Taking each line of the records in turn, count those containing "error" and report only the number.

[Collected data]
• • • • •

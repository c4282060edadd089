//! # deskbox-core
//!
//! Session client for deskbox containerized desktops.
//!
//! A [`Session`] owns one desktop container, waits for its control server to
//! come up, and turns method calls into control-channel requests.
//!
//! ## Architecture
//!
//! ```text
//! ┌──────────────────────────────────────────────────────────┐
//! │                    deskbox-core (host)                   │
//! ├──────────────────────────────────────────────────────────┤
//! │                                                          │
//! │  ┌─────────────────┐     ┌──────────────────────────┐   │
//! │  │    Session      │────▶│  dyn Provider            │   │
//! │  │  - open()       │     │  (deskbox-provider)      │   │
//! │  │  - click()      │     │  provision / terminate   │   │
//! │  │  - upload()     │     └──────────────────────────┘   │
//! │  │  - close()      │                                    │
//! │  └─────────────────┘                                    │
//! │           │                                              │
//! │           ▼                                              │
//! │  ┌─────────────────┐     ┌──────────────────────────┐   │
//! │  │ ControlClient   │────▶│  TCP, AUTH handshake,    │   │
//! │  │  - call()       │     │  JSON-RPC per line       │   │
//! │  │  - ping()       │     └──────────────────────────┘   │
//! │  └─────────────────┘                                    │
//! │                                                          │
//! └──────────────────────────────────────────────────────────┘
//!                           │
//!                           ▼
//! ┌──────────────────────────────────────────────────────────┐
//! │             deskbox-server (in container)                │
//! │                Listening on port 5000                    │
//! └──────────────────────────────────────────────────────────┘
//! ```
//!
//! ## Quick Start
//!
//! ```no_run
//! use deskbox_core::{MouseButton, Session, SessionConfig};
//!
//! # async fn example() -> deskbox_core::Result<()> {
//! let config = SessionConfig::builder()
//!     .screen_size("1280x720".parse().unwrap())
//!     .build()?;
//! let session = Session::open(config).await?;
//!
//! let result = session.execute_command("echo hello").await?;
//! assert_eq!(result.stdout, b"hello\n");
//!
//! session.launch("xterm").await?;
//! session.click(100, 100, MouseButton::Left).await?;
//! let png = session.screenshot().await?;
//! println!("screenshot: {} bytes", png.len());
//!
//! session.upload("report.csv", "~/report.csv").await?;
//!
//! // Cleanup (safe to repeat)
//! session.close().await;
//! # Ok(())
//! # }
//! ```
//!
//! ## Features
//!
//! - **Session Lifecycle**: Provision, readiness polling with backoff, idempotent close
//! - **Desktop Input**: Mouse, keyboard and window management
//! - **Command Execution**: Shell and Python with timeouts and partial output
//! - **Recording**: Capture the display and download the video
//! - **File Transfer**: Chunked upload/download with no partial results
//! - **Automatic Retry**: One reconnect-and-retry for transport failures where safe

mod actions;
mod backoff;
mod client;
mod config;
mod error;
mod session;
mod transfer;

pub use actions::{MouseButton, ScrollDirection, DEFAULT_TYPING_DELAY, MAX_TYPING_DELAY};
pub use client::{
    CommandResult, ControlClient, DesktopPath, DirNode, FileEntry, Platform, RecordingArtifact,
    RecordingInfo, Window, WindowGeometry, WindowHandle,
};
pub use config::{OsType, ProviderType, SessionConfig, SessionConfigBuilder, MAX_TIMEOUT};
pub use error::{ErrorKind, Result, SessionError};
pub use session::{Session, SessionState};
pub use transfer::CHUNK_SIZE;

pub use deskbox_provider::{ContainerHandle, Provider, ScreenSize, VolumeSpec};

• • • • •

Solution to this task> 2